ALMA imaging of VY CMa [51,52] indicate a significant fraction of TiO2 remains in the gas phase outside the dust-formation zone and suggest that this species might play only a minor role in the dust-condensation process around extreme oxygen-rich evolved stars. Singh et al. [53] combine ALMA interferometry with single dish data to reveal previously unseen outflows extending 4 9 from the star. These recent ALMA results prove that the envelopes surrounding evolved stars are far from homogeneous, and that a variety of dynamical and chemical processes dictate the wind structure [54,55,56].
The mass-loss winds of hypergiants often produce molecular maser emission that is generally more complex than the smoother, spherically distributed maser emission from the AGB OH/IR stars. Richter et al. [57] used VLBI to study the SiO maser emission from VY CMa at milliarcsec (AU) resolution of spots ranging from 0–60 milliarcsec from the star. They found an overall maser morphology that contains large-scale features that are persistent over multiple years. Richards et al. and Murakawa et al. [58,59] were able to measure proper motions in water masers in VY CMa and VX Sgr using MERLIN, and found a general pattern of expansion. Observing IRC +10420, Dinh-V-Trung et al. [60] used the Karl G. Jansky VLA and found that in contrast to the dust and Hydrogen emission forming a bi-polar system, the dense 28SiO(J = 1 − 0) emitting clumps are distributed throughout a roughly spherical envelope. In this special issue, Ziurys and Richards review the complex molecular and maser emission observed in the red hypergiants.

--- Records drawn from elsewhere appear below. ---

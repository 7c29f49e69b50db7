//! kvpool - inspect and exercise named Redis connection pools

mod commands;
mod config;
mod logging;

use std::path::PathBuf;
use std::sync::Arc;

use anyhow::Context as _;
use clap::{Parser, Subcommand};
use kvpool_connection::Registry;
use kvpool_driver_redis::RedisConnector;

use crate::logging::{LogFormat, LoggingConfig};

#[derive(Parser, Debug)]
#[command(name = "kvpool", version, about = "Named Redis connection pools")]
struct Cli {
    /// Configuration file (TOML); defaults to the platform config directory
    #[arg(short, long, env = "KVPOOL_CONFIG", global = true)]
    config: Option<PathBuf>,

    /// Console log format
    #[arg(long, value_enum, default_value_t = LogFormat::Pretty, global = true)]
    log_format: LogFormat,

    /// Also write JSON logs to the default log directory
    #[arg(long, global = true)]
    log_to_file: bool,

    /// Verbose logging
    #[arg(short, long, global = true)]
    verbose: bool,

    /// Print results as JSON instead of tables
    #[arg(long, global = true)]
    json: bool,

    #[command(subcommand)]
    command: Command,
}

#[derive(Subcommand, Debug)]
enum Command {
    /// List configured sources
    Sources,
    /// Borrow a connection from each source and send PING
    Ping {
        /// Sources to ping; all when omitted
        names: Vec<String>,
    },
    /// Run a single command on a source
    Exec {
        /// Source name
        source: String,
        /// Command name, e.g. GET
        command: String,
        /// Command arguments
        #[arg(trailing_var_arg = true, allow_hyphen_values = true)]
        args: Vec<String>,
    },
    /// Show pool statistics
    Stats,
}

#[tokio::main]
async fn main() -> anyhow::Result<()> {
    let cli = Cli::parse();

    let mut log_config = if cli.verbose {
        LoggingConfig::verbose()
    } else {
        LoggingConfig::default()
    }
    .with_format(cli.log_format);
    if cli.log_to_file {
        log_config = log_config.with_log_dir(logging::log_directory());
    }
    let _log_guard = logging::init(&log_config)?;

    let settings = config::load(cli.config.as_deref())?;
    let registry = Registry::initialize(&settings, Arc::new(RedisConnector::new()))
        .context("failed to initialize connection registry")?;

    let result = run(&cli, &registry).await;
    registry.shutdown();
    result
}

async fn run(cli: &Cli, registry: &Registry) -> anyhow::Result<()> {
    match &cli.command {
        Command::Sources => {
            if cli.json {
                let sources: Vec<_> = registry
                    .source_names()
                    .into_iter()
                    .filter_map(|name| registry.source(name).ok())
                    .map(|source| {
                        let config = source.config();
                        serde_json::json!({
                            "name": config.name(),
                            "endpoint": config.endpoint().to_string(),
                            "authenticated": config.password().is_some(),
                            "pool": config.pool(),
                        })
                    })
                    .collect();
                println!("{}", serde_json::to_string_pretty(&sources)?);
            } else {
                println!("{}", commands::sources_table(registry));
            }
            Ok(())
        }
        Command::Ping { names } => {
            let outcomes = commands::ping(registry, names).await?;
            if cli.json {
                println!("{}", serde_json::to_string_pretty(&outcomes)?);
            } else {
                println!("{}", commands::ping_table(&outcomes));
            }
            commands::check_outcomes(&outcomes)
        }
        Command::Exec {
            source,
            command,
            args,
        } => {
            let reply = commands::exec(registry, source, command, args).await?;
            if cli.json {
                println!("{}", serde_json::to_string(&reply.to_string())?);
            } else {
                println!("{}", reply);
            }
            Ok(())
        }
        Command::Stats => {
            if cli.json {
                let stats: serde_json::Map<String, serde_json::Value> = registry
                    .all_stats()
                    .into_iter()
                    .map(|(name, stats)| serde_json::to_value(stats).map(|value| (name, value)))
                    .collect::<Result<_, serde_json::Error>>()?;
                println!("{}", serde_json::to_string_pretty(&stats)?);
            } else {
                println!("{}", commands::stats_table(registry));
            }
            Ok(())
        }
    }
}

The distances to Galactic hypergiants can be difficult to measure. VLBI observations of maser spots in VY CMa have enabled Choi et al. and Zang et al. [61,62] to use classic seasonal parallax to determine the distance to the star to high accuracy, confirming its very high luminosity. Similarly Chen et al. [63] were able to place VX Sgr in the Sgr OB1 Association. For these two stars, at least, their very high luminosity is not in doubt.

2.4. Extreme Mass Loss and Massive Outflows

The measured mass loss rates in red supergiants have recently been shown to have a prominent upward turn to higher rates with higher luminosity in the LMC, SMC and Milky Way [20,64,65]. Many RSGs and yellow hypergiants have high measured mass loss rates sufficient to alter their interiors and the relative mass of the core, for evolution back to warmer temperatures before their terminal state. Studying the nature and mechanism of the high rates of mass-loss in the hypergiants is important in the final evolution of these stars, either as SNe or on a “blue-loop” to higher tmeperatures as blue supergiants, LBVs, and or WR stars. It also determines the type of supernova explosion they will undergo, their final end as either neutron stars or black holes, and the immediate environment within which the supernova event takes place.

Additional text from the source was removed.